2. Which action should the nurse implement during the termination phase of the nurse-client relationship?
- A. Identify new problem areas.
- B. Confront changes not completed.
- C. Explore the client's past in depth.
- D. Help summarize accomplishments.
Correct answer: D
Rationale: During the termination phase of the nurse-client relationship, it is essential for the nurse to help summarize accomplishments. This action provides closure by reflecting on the progress and goals achieved during treatment. It reinforces the positive aspects of the therapeutic relationship and helps the client acknowledge their growth and achievements. Choices A, B, and C are incorrect. Identifying new problem areas is not appropriate during termination, as the focus should be on closure. Confronting changes not completed may create tension and disrupt the positive closure process. Exploring the client's past in depth is more suitable for earlier stages of the therapeutic relationship, not during termination.
3. A client who has recently been diagnosed with schizophrenia tells the LPN/LVN, 'I hear voices telling me to hurt myself.' What is the most appropriate nursing action?
- A. Encourage the client to ignore the voices.
- B. Tell the client that the voices will go away with medication.
- C. Monitor the client for signs of self-harm.
- D. Refer the client for a psychiatric evaluation.
Correct answer: D
Rationale: The correct answer is to refer the client for a psychiatric evaluation. The client's statement indicating hearing voices telling them to hurt themselves is a serious concern and suggests a risk for self-harm. Referring the client for a psychiatric evaluation is crucial for further assessment and intervention by mental health professionals. Choice A is incorrect because ignoring the voices may not address the client's safety. Choice B is incorrect as it oversimplifies the situation and does not address the immediate risk. Choice C is not as comprehensive as referring for a psychiatric evaluation, which is necessary in this situation.
4. What is the most therapeutic nursing response for a client with borderline personality disorder who engages in self-mutilating behavior?
- A. Encourage the client to stop hurting themselves.
- B. Discuss what the client was feeling before self-harming.
- C. Inform the client that the behavior will be reported to their doctor.

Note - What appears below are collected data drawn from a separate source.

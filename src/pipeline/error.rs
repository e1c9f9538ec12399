//! Errors surfaced to the caller of a pipeline run
//!
//! Provider and chunk failures never show up here: the dispatcher absorbs
//! them. Only configuration-class problems and cancellation propagate.

use thiserror::Error;

#[derive(Error, Debug, Clone, PartialEq, Eq)]
pub enum PipelineError {
    /// The session was built without any translation provider
    #[error("No translation providers configured")]
    NoProvidersConfigured,

    /// Input text, direction or configuration is unusable
    #[error("Invalid input: {0}")]
    InvalidInput(String),

    /// The run was cancelled or superseded by a newer run
    #[error("Translation run was cancelled")]
    Cancelled,
}

/// Result type for pipeline operations
pub type PipelineResult<T> = Result<T, PipelineError>;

- D. Ask the client why they hurt themselves.
Correct answer: B
Rationale: The most therapeutic nursing response for a client with borderline personality disorder engaging in self-mutilating behavior is to discuss what the client was feeling before self-harming. This approach helps in exploring the underlying triggers and emotions that lead to self-harm. Option A is directive and may come across as judgmental rather than empathetic. Option C can lead to feelings of betrayal and breach of trust. Option D is a closed-ended question that may not facilitate open communication or exploration of emotions.

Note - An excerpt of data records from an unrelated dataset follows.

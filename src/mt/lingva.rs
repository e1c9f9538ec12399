//! Lingva Translate provider
//!
//! Lingva is an open-source front-end for Google Translate with a simple
//! REST API: `GET {base}/api/v1/{source}/{target}/{text}` answering
//! `{"translation": "..."}`. Public instances come and go, so the base URL
//! can be overridden with `LINGVA_BASE_URL`.

use crate::data::{DomainHint, Language};
use crate::mt::error::{MtResult, ProviderError};
use crate::mt::http::{build_client, read_json};
use crate::mt::translator::{TranslationProvider, non_empty};
use async_trait::async_trait;
use serde_json::Value;
use std::time::Duration;

/// Public instance used when `LINGVA_BASE_URL` is unset
pub const DEFAULT_BASE_URL: &str = "https://lingva.ml";

#[derive(Clone, Debug)]
pub struct LingvaProvider {
    client: reqwest::Client,
    base_url: String,
}

impl LingvaProvider {
    pub fn new(base_url: impl Into<String>, timeout: Duration) -> MtResult<Self> {
        let base_url = base_url.into().trim_end_matches('/').to_string();
        if base_url.is_empty() {
            return Err(ProviderError::config("Lingva base URL cannot be empty"));
        }
        Ok(Self {
            client: build_client(timeout)?,
            base_url,
        })
    }

    fn url(&self, text: &str, source: Language, target: Language) -> String {
        format!(
            "{}/api/v1/{}/{}/{}",
            self.base_url,
            source.code(),
            target.code(),
            urlencoding::encode(text)
        )
    }
}

/// Extract `translation` from a Lingva response
pub fn parse_response(json: &Value) -> MtResult<String> {
    if let Some(error) = json.get("error").and_then(Value::as_str) {
        return Err(ProviderError::parse(format!("Lingva error: {}", error)));
    }

    let translated = json
        .get("translation")
        .and_then(Value::as_str)
        .ok_or_else(|| ProviderError::parse("Invalid response: missing 'translation'"))?;

    non_empty(translated.to_string())
}

#[async_trait]
impl TranslationProvider for LingvaProvider {
    async fn translate(
        &self,
        text: &str,
        source: Language,
        target: Language,
        _domain: Option<DomainHint>,
    ) -> MtResult<String> {
        let response = self.client.get(self.url(text, source, target)).send().await?;
        let json = read_json(response).await?;
        parse_response(&json)
    }

    fn provider_name(&self) -> &str {
        "Lingva"
    }
}

#[cfg(test)]
mod tests {
    use super::*;
    use crate::mt::error::ProviderErrorKind;
    use crate::mt::http::DEFAULT_HTTP_TIMEOUT;
    use serde_json::json;

    fn provider() -> LingvaProvider {
        LingvaProvider::new("https://lingva.example/", Duration::from_secs(5)).unwrap()
    }

    #[test]
    fn test_url_uses_path_segments() {
        let url = provider().url("Guten Tag/Abend", Language::German, Language::English);
        assert_eq!(
            url,
            "https://lingva.example/api/v1/de/en/Guten%20Tag%2FAbend"
        );
    }

    #[test]
    fn test_empty_base_url_is_rejected() {
        assert!(LingvaProvider::new("", Duration::from_secs(1)).is_err());
    }

    #[test]
    fn test_parse_response() {
        let json = json!({"translation": "Good day"});
        assert_eq!(parse_response(&json).unwrap(), "Good day");
    }

    #[test]
    fn test_parse_response_error_body() {
        let json = json!({"error": "Invalid target language"});
        let err = parse_response(&json).unwrap_err();
        assert_eq!(err.kind, ProviderErrorKind::ParseError);
        assert!(err.message.contains("Invalid target language"));
    }

    #[test]
    fn test_parse_response_missing_field() {
        let json = json!({"info": {}});
        assert_eq!(parse_response(&json).unwrap_err().kind, ProviderErrorKind::ParseError);
    }

    #[test]
    fn test_parse_response_blank_translation() {
        let json = json!({"translation": " "});
        assert_eq!(parse_response(&json).unwrap_err().kind, ProviderErrorKind::EmptyResult);
    }

    #[test]
    fn test_provider_name() {
        assert_eq!(provider().provider_name(), "Lingva");
    }

    #[tokio::test]
    #[ignore] // Run with: cargo test -- --ignored
    async fn test_real_lingva_instance() {
        let provider = LingvaProvider::new(DEFAULT_BASE_URL, DEFAULT_HTTP_TIMEOUT).unwrap();
        let result = provider
            .translate("Guten Tag", Language::German, Language::English, None)
            .await
            .unwrap();
        assert!(!result.is_empty());
    }
}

5. Physical examination of a 6-year-old reveals several bite marks in various locations on his body. X-ray examination reveals healed fractures of the ribs. The mother tells the nurse that her child is always having accidents. Which initial response by the nurse is most appropriate?

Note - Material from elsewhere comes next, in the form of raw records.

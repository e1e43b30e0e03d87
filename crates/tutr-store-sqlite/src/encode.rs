//! Conversion between JSON trees and the leaf rows stored in SQLite.
//!
//! A value written at `a/b` as `{"c": 1, "d": {"e": [2]}}` becomes the rows
//! `a/b/c → 1` and `a/b/d/e → [2]`. Arrays are leaves. Reading reassembles the
//! object from every row at or below the requested path.

use serde_json::{Map, Value};
use tutr_core::{key::Key, path::RecordPath};

use crate::{Error, Result};

/// One stored leaf: full path string and JSON-encoded value.
pub type Row = (String, String);

// ─── Writing ─────────────────────────────────────────────────────────────────

pub fn flatten(path: &RecordPath, value: &Value) -> Result<Vec<Row>> {
  let mut rows = Vec::new();
  flatten_into(path.to_string(), value, &mut rows)?;
  Ok(rows)
}

fn flatten_into(at: String, value: &Value, rows: &mut Vec<Row>) -> Result<()> {
  match value {
    Value::Null => {}
    Value::Object(map) => {
      for (k, v) in map {
        let key = Key::new(k.as_str())?;
        flatten_into(join(&at, key.as_str()), v, rows)?;
      }
    }
    _ if at.is_empty() => return Err(Error::ScalarAtRoot),
    leaf => rows.push((at, serde_json::to_string(leaf)?)),
  }
  Ok(())
}

fn join(prefix: &str, key: &str) -> String {
  if prefix.is_empty() { key.to_owned() } else { format!("{prefix}/{key}") }
}

/// Drop `null`s and empty objects, so that a value compares equal to what a
/// read would return after writing it.
pub fn normalize(value: Value) -> Option<Value> {
  match value {
    Value::Null => None,
    Value::Object(map) => {
      let pruned: Map<String, Value> = map
        .into_iter()
        .filter_map(|(k, v)| normalize(v).map(|v| (k, v)))
        .collect();
      (!pruned.is_empty()).then_some(Value::Object(pruned))
    }
    leaf => Some(leaf),
  }
}

// ─── Reading ─────────────────────────────────────────────────────────────────

/// Rebuild the value at `path` from its rows.
pub fn assemble(path: &RecordPath, rows: Vec<Row>) -> Result<Option<Value>> {
  let base = path.to_string();
  let mut root: Option<Value> = None;

  for (row_path, json) in rows {
    let leaf: Value = serde_json::from_str(&json)?;
    let corrupt = || Error::CorruptTree(row_path.clone());
    let relative = relative(&base, &row_path).ok_or_else(corrupt)?;

    if relative.is_empty() {
      if root.is_some() {
        return Err(corrupt());
      }
      root = Some(leaf);
      continue;
    }

    let segments: Vec<&str> = relative.split('/').collect();
    let Some((last, parents)) = segments.split_last() else {
      return Err(corrupt());
    };
    let mut node = root.get_or_insert_with(|| Value::Object(Map::new()));
    for segment in parents {
      let Value::Object(map) = node else {
        return Err(corrupt());
      };
      node = map
        .entry((*segment).to_owned())
        .or_insert_with(|| Value::Object(Map::new()));
    }
    let Value::Object(map) = node else {
      return Err(corrupt());
    };
    if map.insert((*last).to_owned(), leaf).is_some() {
      return Err(corrupt());
    }
  }

  Ok(root)
}

fn relative<'a>(base: &str, row: &'a str) -> Option<&'a str> {
  if base.is_empty() {
    return Some(row);
  }
  let rest = row.strip_prefix(base)?;
  if rest.is_empty() { Some(rest) } else { rest.strip_prefix('/') }
}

- A. I need to inform the healthcare provider about your child's tendency to be accident-prone.
- B. Tell me more specifically about your child's accidents.
- C. I must report these injuries to the authorities because they do not seem accidental.
- D. Boys this age always seem to require more supervision and can be quite accident-prone.
Correct answer: B
Rationale: (B) seeks more information in a non-threatening manner to gather additional details about the child's accidents. This response allows the nurse to explore the situation further without making assumptions. (A) fails to address the concerning findings and instead focuses on informing the healthcare provider. (C) jumps to conclusions without gathering more information, potentially causing unnecessary distress to the family. (D) dismisses the seriousness of the situation by attributing the injuries to common accidents for boys, missing the opportunity to delve deeper into the issue.